August 21, 2014 at 8:13 am
OK, so I have:
- 500 GB DW
- 5 GB in smaller DBs
- 220 GB TempDB
- 350 GB in Log files.
My machine is Fujitsu Primergy 64 cores (with HT) and 192 GB RAM.
I have several IO locations:
- 540 GB in-server HDD 15k RAID10
- 1 TB HDD 15k RAID10 on SAN (separete controller)
- 2 TB HDD 15k RAID10 on SAN (same controlller as below)
- 800GB SSD RAID10 on SAN (same controller as above)
Data warehouse has 2 fact tables that are absolutely crucial and quite large.
Now i want to organize DB into several Filegroups and put them on different drives. Filegroups I'm thinking of:
- FILEGROUP1: for 1st crucial Fact Table
- FILEGROUP2: for 2nd crucial Fact Table
- FILEGROUP3: for tempDB
- FILEGROUP4: for dimensions data
- FILEGROUP5: for the rest of facts data
- FILEGROUP6: for dimensions indexes
- FILEGROUP7: for the rest of facts indexes
- FILEGROUP8: for 1 log file of one smaller DB (its in full-recovery and its quite large)

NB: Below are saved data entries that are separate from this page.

//! Lifecycle events broadcast by a coordinator
//!
//! Subscribers observe the state machine without touching it. Release events
//! carry the waiter's arrival ticket, which makes FIFO release checkable
//! without relying on task wake-up timing.

use serde::Serialize;

use super::state::OutcomeKind;

/// A transition or notable step inside a coordinator.
#[derive(Debug, Clone, PartialEq, Eq, Serialize)]
#[serde(tag = "event", rename_all = "snake_case")]
pub enum FlightEvent {
    /// Idle -> Running: the producer was invoked.
    Started { cycle: u64 },
    /// A caller arrived while Running and was queued.
    Queued { cycle: u64, ticket: u64 },
    /// The producer settled; the coordinator is Idle again.
    Settled {
        cycle: u64,
        outcome: OutcomeKind,
        waiters: usize,
    },
    /// A queued caller was handed the settled outcome.
    Released { cycle: u64, ticket: u64, position: usize },
    /// A `once` coordinator answered from its cached value.
    FastPath,
    /// The triggering caller was dropped before the producer settled.
    Abandoned { cycle: u64, waiters: usize },
}

impl FlightEvent {
    /// Cycle this event belongs to, if any.
    pub fn cycle(&self) -> Option<u64> {
        match self {
            Self::Started { cycle }
            | Self::Queued { cycle, .. }
            | Self::Settled { cycle, .. }
            | Self::Released { cycle, .. }
            | Self::Abandoned { cycle, .. } => Some(*cycle),
            Self::FastPath => None,
        }
    }
}

#[cfg(test)]
mod tests {
    use super::*;

    #[test]
    fn test_cycle_accessor() {
        assert_eq!(FlightEvent::Started { cycle: 3 }.cycle(), Some(3));
        assert_eq!(
            FlightEvent::Released {
                cycle: 2,
                ticket: 7,
                position: 0
            }
            .cycle(),
            Some(2)
        );
        assert_eq!(FlightEvent::FastPath.cycle(), None);
    }

    #[test]
    fn test_event_serialization() {
        let event = FlightEvent::Settled {
            cycle: 1,
            outcome: OutcomeKind::Failure,
            waiters: 4,
        };
        let json = serde_json::to_string(&event).unwrap();
        assert!(json.contains("\"event\":\"settled\""));
        assert!(json.contains("\"outcome\":\"failure\""));
        assert!(json.contains("\"waiters\":4"));
    }
}
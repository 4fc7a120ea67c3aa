//! The async operation a coordinator deduplicates

use std::future::Future;

use async_trait::async_trait;

/// An expensive asynchronous operation wrapped by a [`SingleFlight`](super::SingleFlight).
///
/// Implemented for every `Fn(A) -> impl Future<Output = Result<T, E>>`, so a
/// plain async closure can be handed to a coordinator directly.
#[async_trait]
pub trait Producer<A, T, E>: Send + Sync
where
    A: Send + 'static,
{
    /// Run the operation once with the triggering caller's argument
    async fn produce(&self, arg: A) -> Result<T, E>;
}

#[async_trait]
impl<F, Fut, A, T, E> Producer<A, T, E> for F
where
    F: Fn(A) -> Fut + Send + Sync,
    Fut: Future<Output = Result<T, E>> + Send + 'static,
    A: Send + 'static,
    T: Send + 'static,
    E: Send + 'static,
{
    async fn produce(&self, arg: A) -> Result<T, E> {
        (self)(arg).await
    }
}

#[cfg(test)]
mod tests {
    use super::*;

    struct Doubler;

    #[async_trait]
    impl Producer<u32, u32, String> for Doubler {
        async fn produce(&self, arg: u32) -> Result<u32, String> {
            Ok(arg * 2)
        }
    }

    #[tokio::test]
    async fn test_closure_is_producer() {
        let producer = |name: &'static str| async move { Ok::<_, String>(format!("hello {}", name)) };
        let result = producer.produce("flight").await;
        assert_eq!(result, Ok("hello flight".to_string()));
    }

    #[tokio::test]
    async fn test_closure_error_passes_through() {
        let producer = |_: ()| async { Err::<u32, _>("boom") };
        assert_eq!(producer.produce(()).await, Err("boom"));
    }

    #[tokio::test]
    async fn test_struct_producer() {
        assert_eq!(Doubler.produce(21).await, Ok(42));
    }
}
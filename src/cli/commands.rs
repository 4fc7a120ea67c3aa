//! CLI command definitions using clap.
//!
//! Defines the main CLI structure and subcommands:
//! - burst: fire rounds of concurrent callers at a coordinator
//! - config: print the effective configuration

use clap::{Args, Parser, Subcommand};
use std::path::PathBuf;

use singleflight::demo::BurstPlan;

/// singleflight - coalesce concurrent calls into one in-flight execution
#[derive(Parser, Debug)]
#[command(name = "singleflight")]
#[command(author, version, about, long_about = None)]
pub struct Cli {
    /// Optional config file path
    #[arg(short, long, global = true)]
    pub config: Option<PathBuf>,

    /// Verbose output
    #[arg(short, long, global = true)]
    pub verbose: bool,

    /// Subcommand to execute (defaults to a burst using config values)
    #[command(subcommand)]
    pub command: Option<Commands>,
}

impl Cli {
    /// Check if verbose mode is enabled
    pub fn is_verbose(&self) -> bool {
        self.verbose
    }
}

/// Main subcommands
#[derive(Subcommand, Debug)]
pub enum Commands {
    /// Run rounds of concurrent callers against a simulated slow producer
    Burst(BurstArgs),

    /// Print the effective configuration as YAML
    Config,
}

/// Overrides for the configured burst plan
#[derive(Args, Debug, Clone, Default)]
pub struct BurstArgs {
    /// Concurrent callers per round
    #[arg(short = 'n', long)]
    pub callers: Option<usize>,

    /// Simulated producer latency in milliseconds
    #[arg(short, long)]
    pub delay_ms: Option<u64>,

    /// Number of sequential rounds
    #[arg(short, long)]
    pub rounds: Option<usize>,

    /// Cache the first success and skip the producer afterwards
    #[arg(long)]
    pub once: bool,

    /// Make the simulated producer fail
    #[arg(long)]
    pub fail: bool,

    /// Label used in logs and the report
    #[arg(long)]
    pub name: Option<String>,

    /// Print the report as JSON
    #[arg(long)]
    pub json: bool,
}

impl BurstArgs {
    /// Layer command-line overrides on top of a configured plan
    pub fn apply(&self, plan: &BurstPlan) -> BurstPlan {
        BurstPlan {
            callers: self.callers.unwrap_or(plan.callers),
            delay_ms: self.delay_ms.unwrap_or(plan.delay_ms),
            rounds: self.rounds.unwrap_or(plan.rounds),
            fail: self.fail || plan.fail,
        }
    }
}
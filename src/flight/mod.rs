//! Single-flight call coalescing
//!
//! Collapses concurrent calls to an expensive async operation into one
//! in-flight execution whose outcome every caller receives.

pub mod coordinator;
pub mod events;
pub mod options;
pub mod producer;
pub mod state;
pub mod stats;

pub use coordinator::SingleFlight;
pub use events::FlightEvent;
pub use options::FlightOptions;
pub use producer::Producer;
pub use state::{OutcomeKind, Phase};
pub use stats::FlightStats;
//! CLI module for singleflight - command-line interface and subcommands.
//!
//! Provides the main entry point with subcommands for running coordinator
//! bursts and inspecting configuration.

pub mod commands;

pub use commands::Cli;
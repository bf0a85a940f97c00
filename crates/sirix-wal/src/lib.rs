#![forbid(unsafe_code)]
//! Per-family write-ahead logs a write transaction accumulates between
//! `begin` and `commit` (spec §3.5, §4.8): the `page_log` for non-record
//! pages and one `record_log` per page family for record-page containers.
//!
//! Logs are in-memory, optionally backed by a spill file once the resident
//! entry count crosses a configured threshold. A commit marker file is the
//! crash signal: its presence after a restart means this transaction's
//! logs should be replayed (or discarded) rather than treated as clean.

mod page_log;
mod record_log;

use std::fs::{self, OpenOptions};
use std::path::{Path, PathBuf};

pub use page_log::PageLog;
pub use record_log::RecordLog;

use sirix_page::RecordPageContainer;
use sirix_types::{IndirectPageLogKey, PageFamily, PageKey, Result};

const COMMIT_MARKER_FILE: &str = "COMMIT_PENDING";

/// Default resident-entry threshold before a log spills to disk.
pub const DEFAULT_SPILL_THRESHOLD: usize = 4096;

/// The full set of logs a single write transaction accumulates.
pub struct WriteAheadLog {
    page_log: PageLog,
    record_logs: [RecordLog; 5],
    commit_marker_path: Option<PathBuf>,
}

impl WriteAheadLog {
    pub fn new_in_memory() -> Self {
        Self::with_threshold_in_memory(DEFAULT_SPILL_THRESHOLD)
    }

    pub fn with_threshold_in_memory(spill_threshold: usize) -> Self {
        Self {
            page_log: PageLog::new(spill_threshold),
            record_logs: PageFamily::ALL.map(|family| RecordLog::new(family, 0, spill_threshold)),
            commit_marker_path: None,
        }
    }

    /// Opens (or reuses) a directory for spill files and the commit marker,
    /// so this transaction's in-flight state can be found after a crash.
    pub fn open(dir: impl AsRef<Path>, spill_threshold: usize) -> Result<Self> {
        let dir = dir.as_ref();
        fs::create_dir_all(dir)?;
        let page_log = PageLog::open(dir, spill_threshold)?;
        let mut record_logs = Vec::with_capacity(5);
        for family in PageFamily::ALL {
            record_logs.push(RecordLog::open(dir, family, 0, spill_threshold)?);
        }
        Ok(Self {
            page_log,
            record_logs: record_logs
                .try_into()
                .unwrap_or_else(|_| unreachable!("exactly 5 page families")),
            commit_marker_path: Some(dir.join(COMMIT_MARKER_FILE)),
        })
    }

    fn record_log_mut(&mut self, family: PageFamily) -> &mut RecordLog {
        &mut self.record_logs[family.as_u8() as usize]
    }

    pub fn put_page(&mut self, key: IndirectPageLogKey, bytes: Vec<u8>) -> Result<()> {
        self.page_log.put(key, bytes)
    }

    pub fn get_page(&mut self, key: &IndirectPageLogKey) -> Result<Option<Vec<u8>>> {
        self.page_log.get(key)
    }

    pub fn remove_page(&mut self, key: &IndirectPageLogKey) {
        self.page_log.remove(key)
    }

    pub fn iter_page_keys(&self) -> impl Iterator<Item = &IndirectPageLogKey> {
        self.page_log.iter_keys()
    }

    pub fn put_record(
        &mut self,
        family: PageFamily,
        page_key: PageKey,
        container: RecordPageContainer,
    ) -> Result<()> {
        self.record_log_mut(family).put(page_key, container)
    }

    pub fn get_record(
        &mut self,
        family: PageFamily,
        page_key: PageKey,
    ) -> Result<Option<RecordPageContainer>> {
        self.record_log_mut(family).get(page_key)
    }

    pub fn remove_record(&mut self, family: PageFamily, page_key: PageKey) {
        self.record_log_mut(family).remove(page_key)
    }

    pub fn iter_record_keys(&self, family: PageFamily) -> impl Iterator<Item = &PageKey> {
        self.record_logs[family.as_u8() as usize].iter_keys()
    }

    /// Flushes every resident entry to its spill file, bounding the
    /// transaction's memory footprint right before commit (spec §4.8).
    pub fn to_secondary(&mut self) -> Result<()> {
        self.page_log.spill_all()?;
        for log in &mut self.record_logs {
            log.spill_all()?;
        }
        Ok(())
    }

    /// Writes the crash-signal marker. Must be called before the external
    /// `PageWriter` begins publishing this transaction's pages, so a crash
    /// mid-publish leaves evidence that replay/discard is needed.
    pub fn mark_commit_pending(&self) -> Result<()> {
        if let Some(path) = &self.commit_marker_path {
            OpenOptions::new().write(true).create(true).truncate(true).open(path)?;
        }
        Ok(())
    }

    pub fn commit_marker_present(&self) -> bool {
        self.commit_marker_path
            .as_ref()
            .is_some_and(|path| path.exists())
    }

    /// Discards all logs and the commit marker (spec §4.8: "on close, all
    /// logs are deleted"). Called after a successful commit or an abort.
    pub fn close(&mut self) -> Result<()> {
        self.page_log.clear();
        for log in &mut self.record_logs {
            log.clear();
        }
        if let Some(path) = &self.commit_marker_path {
            if path.exists() {
                fs::remove_file(path)?;
            }
        }
        Ok(())
    }
}

#[cfg(test)]
mod tests {
    use super::*;
    use sirix_page::RecordPage;
    use sirix_types::RevisionNumber;

    #[test]
    fn commit_marker_signals_in_flight_transaction_across_reopen() {
        let dir = tempfile::tempdir().unwrap();
        let mut wal = WriteAheadLog::open(dir.path(), 10).unwrap();
        assert!(!wal.commit_marker_present());
        wal.mark_commit_pending().unwrap();
        assert!(wal.commit_marker_present());

        let reopened = WriteAheadLog::open(dir.path(), 10).unwrap();
        assert!(reopened.commit_marker_present());
    }

    #[test]
    fn close_clears_logs_and_marker() {
        let dir = tempfile::tempdir().unwrap();
        let mut wal = WriteAheadLog::open(dir.path(), 10).unwrap();
        wal.mark_commit_pending().unwrap();
        wal.put_page(
            IndirectPageLogKey::new(PageFamily::Record, 0, 0, 1),
            b"x".to_vec(),
        )
        .unwrap();
        wal.close().unwrap();
        assert!(!wal.commit_marker_present());
        assert_eq!(wal.iter_page_keys().count(), 0);
    }

    #[test]
    fn record_log_is_isolated_per_family() {
        let mut wal = WriteAheadLog::new_in_memory();
        let container = RecordPageContainer::new(
            RecordPage::empty(PageFamily::Cas, 0, PageKey(1), RevisionNumber(0)),
            RecordPage::empty(PageFamily::Cas, 0, PageKey(1), RevisionNumber(1)),
        );
        wal.put_record(PageFamily::Cas, PageKey(1), container).unwrap();
        assert!(wal.get_record(PageFamily::Record, PageKey(1)).unwrap().is_none());
        assert!(wal.get_record(PageFamily::Cas, PageKey(1)).unwrap().is_some());
    }
}
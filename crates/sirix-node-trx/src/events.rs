/// An abstract tree-construction event, used to bulk-load a subtree without
/// this crate ever parsing a concrete document syntax (that belongs to an
/// external shredder, out of scope here). A flat stream of these, in
/// document order, fully determines a subtree: `OpenElement` must be
/// balanced by a later `CloseElement`, and every non-`OpenElement`/
/// `CloseElement` event becomes a leaf child of the innermost still-open
/// element (or a sibling of the subtree root if no element is open).
#[derive(Clone, Debug, PartialEq)]
pub enum NodeEvent {
    OpenElement { prefix: Option<String>, local_name: String, uri: String },
    CloseElement,
    Text(Vec<u8>),
    Attribute { prefix: Option<String>, local_name: String, uri: String, value: Vec<u8> },
    Namespace { prefix: String, uri: String },
    Comment(Vec<u8>),
    ProcessingInstruction { target: String, data: Vec<u8> },
}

- FILEGROUP9: for the rest of log files
- FILEGROUP10: others
How should I organize them across available drives? I was thinking about sth like:
800 GB SSD: FILEGROUPS 1-3
2 TB RAID10: FILEGROUPS 5+7+8
1 TB RAID10: FILEGROUPS 4+6+10
540 GB in-server: FILEGROUP 9
I know that having multiple filegroups on the same drive is pointless regarding performance, but in future i could actually add some more drives, so i want to separate them now.
Also - how much files per filegroups should i create? Considering 1 or 2. Except TempDB where im going for 4.
Any thoughts? Thx in advance!
August 26, 2014 at 8:48 am
anyone?
August 27, 2014 at 12:25 pm
I think the focus should be database centric because filegroups are database centric. Rather than arbitrary unique names across database, have a set of standard names to use in all databases. There should be a purpose to each and the focus is not always separation of IO. For example, FG_TABLES, FG_INDEX, FG_BUSY_TABLES, FG_READ_ONLY, FG_PRE_PROCESSING_BACKUP, etc. (http://sqlmag.com/database-performance-tuning/focus-files-and-filegroups)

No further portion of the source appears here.